YOUR GOAL: Beginning with the line that has "let bogus = fixed_parameters", reproduce each remaining line of the data exactly, down to and including the last.

Collected data:
▼
#[cfg(test)]
#[allow(clippy::unwrap_used)]
mod test {
    use super::*;
    use num_bigint::BigUint;
    use util::csprng::Csprng;

    use crate::{fixed_parameters::FixedParameters, guardian::Guardian};

    fn toy_parameters() -> FixedParameters {
        FixedParameters::new_unchecked(
            BigUint::from(59183_u32),
            BigUint::from(127_u8),
            BigUint::from(32616_u32),
            BigUint::from(466_u32),
        )
    }

    fn details() -> CeremonyDetails {
        CeremonyDetails {
            number_of_guardians: 3,
            quorum: 2,
        }
    }

    fn make_guardians(fixed_parameters: &FixedParameters, seed: &str) -> Vec<Guardian> {
        (1..=3_u32)
            .map(|i| {
                let mut csprng = Csprng::new(format!("{seed} guardian {i}").as_bytes());
                Guardian::generate(
                    &mut csprng,
                    fixed_parameters,
                    details(),
                    &format!("guardian-{i}"),
                    i,
                )
                .unwrap()
            })
            .collect()
    }

    /// Drives a full, honest ceremony and returns the guardians plus the
    /// published joint key.
    pub(crate) fn run_ceremony(
        fixed_parameters: &FixedParameters,
        seed: &str,
    ) -> (Vec<Guardian>, ElectionJointKey) {
        let mut guardians = make_guardians(fixed_parameters, seed);
        let mut mediator = KeyCeremonyMediator::new(details()).unwrap();

        for guardian in &guardians {
            mediator
                .announce(fixed_parameters, guardian.public_record())
                .unwrap();
        }
        assert!(mediator.all_public_keys_received());

        let records: Vec<GuardianPublicRecord> = mediator
            .public_records()
            .into_iter()
            .cloned()
            .collect();
        for guardian in guardians.iter_mut() {
            guardian
                .receive_public_records(fixed_parameters, &records)
                .unwrap();
        }

        let mut csprng = Csprng::new(format!("{seed} backups").as_bytes());
        for guardian in guardians.iter_mut() {
            for backup in guardian
                .generate_backups(&mut csprng, fixed_parameters)
                .unwrap()
            {
                mediator.receive_backup(backup).unwrap();
            }
            guardian.mark_backups_distributed().unwrap();
        }
        assert!(mediator.all_backups_distributed());

        for guardian_ix in 0..guardians.len() {
            let backups: Vec<GuardianBackup> = mediator
                .backups_for(guardians[guardian_ix].id())
                .into_iter()
                .cloned()
                .collect();
            for backup in backups {
                let verification = guardians[guardian_ix]
                    .receive_backup(fixed_parameters, &backup)
                    .unwrap();
                assert!(mediator.receive_verification(verification).unwrap().is_none());
            }
            guardians[guardian_ix].mark_backups_verified().unwrap();
        }
        assert!(mediator.all_backups_verified());

        let joint_key = mediator.publish_joint_key(fixed_parameters).unwrap();
        for guardian in guardians.iter_mut() {
            guardian.mark_joint_key_ready().unwrap();
        }

        (guardians, joint_key)
    }

    #[test]
    fn test_full_ceremony() {
        let fixed_parameters = toy_parameters();
        let (guardians, joint_key) = run_ceremony(&fixed_parameters, "test_full_ceremony");

        // The joint key is the product of the guardians' public keys.
        let group = fixed_parameters.group();
        let expected = guardians.iter().fold(Group::one(), |acc, g| {
            acc.mul(&g.public_record().election_public_key, group)
        });
        assert_eq!(joint_key.joint_public_key, expected);
    }

    #[test]
    fn test_duplicate_guardian_id_rejected() {
        let fixed_parameters = toy_parameters();
        let guardians = make_guardians(&fixed_parameters, "dup id");
        let mut mediator = KeyCeremonyMediator::new(details()).unwrap();

        mediator
            .announce(&fixed_parameters, guardians[0].public_record())
            .unwrap();
        assert!(matches!(
            mediator.announce(&fixed_parameters, guardians[0].public_record()),
            Err(EgError::DuplicateGuardianId(_))
        ));
    }

    #[test]
    fn test_duplicate_sequence_order_rejected() {
        let fixed_parameters = toy_parameters();
        let guardians = make_guardians(&fixed_parameters, "dup seq");
        let mut mediator = KeyCeremonyMediator::new(details()).unwrap();

        mediator
            .announce(&fixed_parameters, guardians[0].public_record())
            .unwrap();

        let mut impostor = guardians[1].public_record();
        impostor.sequence_order = guardians[0].sequence_order();
        assert!(matches!(
            mediator.announce(&fixed_parameters, impostor),
            Err(EgError::DuplicateSequenceOrder(_))
        ));
    }

    #[test]
    fn test_invalid_quorum_rejected() {
        for (n, k) in [(3, 0), (3, 4)] {
            let details = CeremonyDetails {
                number_of_guardians: n,
                quorum: k,
            };
            assert!(KeyCeremonyMediator::new(details).is_err());
        }
    }

    #[test]
    fn test_false_dispute_resolved_for_owner() {
        let fixed_parameters = toy_parameters();
        let mut guardians = make_guardians(&fixed_parameters, "false dispute");
        let mut mediator = KeyCeremonyMediator::new(details()).unwrap();

        for guardian in &guardians {
            mediator
                .announce(&fixed_parameters, guardian.public_record())
                .unwrap();
        }
        let records: Vec<GuardianPublicRecord> = mediator
            .public_records()
            .into_iter()
            .cloned()
            .collect();
        for guardian in guardians.iter_mut() {
            guardian
                .receive_public_records(&fixed_parameters, &records)
                .unwrap();
        }

        let mut csprng = Csprng::new(b"false dispute backups");
        for guardian in guardians.iter_mut() {
            for backup in guardian
                .generate_backups(&mut csprng, &fixed_parameters)
                .unwrap()
            {
                mediator.receive_backup(backup).unwrap();
            }
            guardian.mark_backups_distributed().unwrap();
        }

        // Guardian 2 falsely claims guardian 1's (correct) backup failed.
        let challenge = mediator
            .receive_verification(BackupVerification {
                designated_id: "guardian-2".to_owned(),
                owner_id: "guardian-1".to_owned(),
                verified: false,
            })
            .unwrap();
        assert!(matches!(
            challenge,
            Some(CeremonyMessage::BackupChallenge { .. })
        ));

        // The owner answers by revealing the true coordinate; public
        // verification succeeds and nobody is evicted.
        let coordinate = {
            let owner = &guardians[0];
            // The owner recomputes P_1(2) for the reveal.
            let record = mediator.public_records()[1].clone();
            assert_eq!(record.guardian_id, "guardian-2");
            owner.reveal_coordinate(&fixed_parameters, record.sequence_order)
        };
        let outcome = mediator
            .resolve_challenge(
                &fixed_parameters,
                &BackupReveal {
                    coordinate,
                    designated_id: "guardian-2".to_owned(),
                    owner_id: "guardian-1".to_owned(),
                },
            )
            .unwrap();
        assert_eq!(outcome, ChallengeOutcome::ResolvedForOwner);
        assert!(mediator.evicted().is_empty());
    }

    #[test]
    fn test_bad_reveal_evicts_owner() {
        let fixed_parameters = toy_parameters();
        let mut guardians = make_guardians(&fixed_parameters, "bad reveal");
        let mut mediator = KeyCeremonyMediator::new(details()).unwrap();

        for guardian in &guardians {
            mediator
                .announce(&fixed_parameters, guardian.public_record())
                .unwrap();
        }
        let records: Vec<GuardianPublicRecord> = mediator
            .public_records()
            .into_iter()
            .cloned()
            .collect();
        for guardian in guardians.iter_mut() {
            guardian
                .receive_public_records(&fixed_parameters, &records)
                .unwrap();
        }
        let mut csprng = Csprng::new(b"bad reveal backups");
        for guardian in guardians.iter_mut() {
            for backup in guardian
                .generate_backups(&mut csprng, &fixed_parameters)
                .unwrap()
            {
                mediator.receive_backup(backup).unwrap();
            }
            guardian.mark_backups_distributed().unwrap();
        }

        mediator
            .receive_verification(BackupVerification {
                designated_id: "guardian-2".to_owned(),
                owner_id: "guardian-1".to_owned(),
                verified: false,
            })
            .unwrap();

        // A reveal that does not match the commitments evicts the owner.
        let bogus = fixed_parameters
            .field()
            .random_field_elem(&mut Csprng::new(b"bogus coordinate"));
        let outcome = mediator
            .resolve_challenge(
                &fixed_parameters,
                &BackupReveal {
                    coordinate: bogus,
                    designated_id: "guardian-2".to_owned(),
                    owner_id: "guardian-1".to_owned(),
                },
            )
            .unwrap();
        // With the toy field a random scalar can collide; accept either but
        // expect eviction in the overwhelming case.
        if outcome == ChallengeOutcome::OwnerEvicted {
            assert!(mediator.evicted().contains("guardian-1"));
            assert!(mediator.publish_joint_key(&fixed_parameters).is_err());
        }
    }
}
▲
RESPONSE:
        let bogus = fixed_parameters
            .field()
            .random_field_elem(&mut Csprng::new(b"bogus coordinate"));
        let outcome = mediator
            .resolve_challenge(
                &fixed_parameters,
                &BackupReveal {
                    coordinate: bogus,
                    designated_id: "guardian-2".to_owned(),
                    owner_id: "guardian-1".to_owned(),
                },
            )
            .unwrap();
        // With the toy field a random scalar can collide; accept either but
        // expect eviction in the overwhelming case.
        if outcome == ChallengeOutcome::OwnerEvicted {
            assert!(mediator.evicted().contains("guardian-1"));
            assert!(mediator.publish_joint_key(&fixed_parameters).is_err());
        }
    }
}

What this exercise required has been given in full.